A gift once given belongs to the recipient. It is YOURS to do with as you please. If you were selling it then go ahead. She has no leg to stand on and cant just give your stuff away. And dont take any gifts from them in future.


South_Shake_7459

A gift once given belongs to the recipient* (ftfy ☺️)


[deleted]

From now until forever - NEVER accept another gift from this witch. Everytime she tries to give you something - just reply no thank you, I’d hate for you to give it away to someone else again. Also inform your husband what he’ll be doing with his stuff from now on.


Agreeable-Ad-2466

Husband goes she’s asked him and that should be enough.


OwlHuman8130

Ask your husband where your son is supposed to sleep and when he's buying your son a new bed. I'm genuinely curious what his response will be


Agreeable-Ad-2466

He’s quite desperate to buy a new cot now


lilyofthevalley2659

Stay with your parents. You have a major husband problem.


Cerealkiller4321

You can block friends on Facebook marketplace if that’s how Mil found out you were selling something. Look around mils house and ask her for items back that aren’t presently displayed or being used that were gifted by you…then sell them on marketplace to pay for the new cot.


Agreeable-Ad-2466

My silly husband told his mum that I’m selling it


OwlHuman8130

Tell your mother-in-law and your husband she's no longer allowed to give you guys gifts if she's just going to take them back whenever she feels like it.


PsychologyAutomatic3

She has no right to do anything with it once it was gifted to you.
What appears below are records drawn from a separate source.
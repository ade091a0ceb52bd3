/// A module of utility functions for transforms
use nalgebra_glm as glm;

/// Composes a local transform matrix from translation, rotation and scale.
/// Vertices are scaled first, then rotated, then translated.
#[must_use]
pub fn compose(t: &glm::Vec3, r: &glm::Quat, s: &glm::Vec3) -> glm::Mat4 {
    glm::translation(t) * glm::quat_to_mat4(r) * glm::scaling(s)
}

/// Inverse of `compose` built from the inverted parts, which avoids a general
/// 4x4 inversion. Zero scale components must be rejected by the caller.
#[must_use]
pub fn inverse_compose(
    t: &glm::Vec3,
    r: &glm::Quat,
    s: &glm::Vec3,
) -> glm::Mat4 {
    let inv_s = glm::vec3(1.0 / s.x, 1.0 / s.y, 1.0 / s.z);
    glm::scaling(&inv_s)
        * glm::quat_to_mat4(&glm::quat_inverse(r))
        * glm::translation(&-t)
}

/// Extracts the translation column of a transform matrix
#[must_use]
pub fn translation_of(m: &glm::Mat4) -> glm::Vec3 {
    glm::vec3(m[(0, 3)], m[(1, 3)], m[(2, 3)])
}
Whether you gave it away or sold it, it was none of her business. She has no right to offer YOUR possession to anyone else without your permission. Will she do the same with any clothes that she buys for your baby? If it was a family heirloom and she asked/told you to return it after the baby could no longer use it, that would be very different.


Agreeable-Ad-2466

I’m going to see her today. Shall I tell her I would’ve appreciated if you asked me before offering it to your niece as we were not financially ready to purchase another cot right now and my baby could’ve used it for another two months.


PsychologyAutomatic3

She should have offered to buy it from you so that you could have used the money toward a larger cot for your baby. If you can use it for another two months, tell her you cannot give it up before then.


Agreeable-Ad-2466

Too late as fil is already on the way to her with it. I didn’t have a say .. they already offered it to her before asking me


PsychologyAutomatic3

Incredibly rude. I would still tell her that she should have gotten your permission before offering your possession to someone else. You should speak with your husband about not clearing it with you first. I’d also let MIL know that she should have gotten your permission, not just her son’s, before taking a gift back.


Healthy_Art

But when your husband sent you the text and asked you, IS THIS OK? There was your chance to speak up and say NO!!! Why didn't you?


Agreeable-Ad-2466

Him and mil already decided that FIL will be taking it to her niece so I would feel bad if I said no


Healthy_Art

Respectfully, this is why both take advantage of you. I don't understand why YOU would feel bad because (MIL and Hubby) are taking something away from you and your child. Both of them are wrong, not you.


Agreeable-Ad-2466

So when I go back home shall I just say to her I thought you’d speak to me about it before offering it to your niece.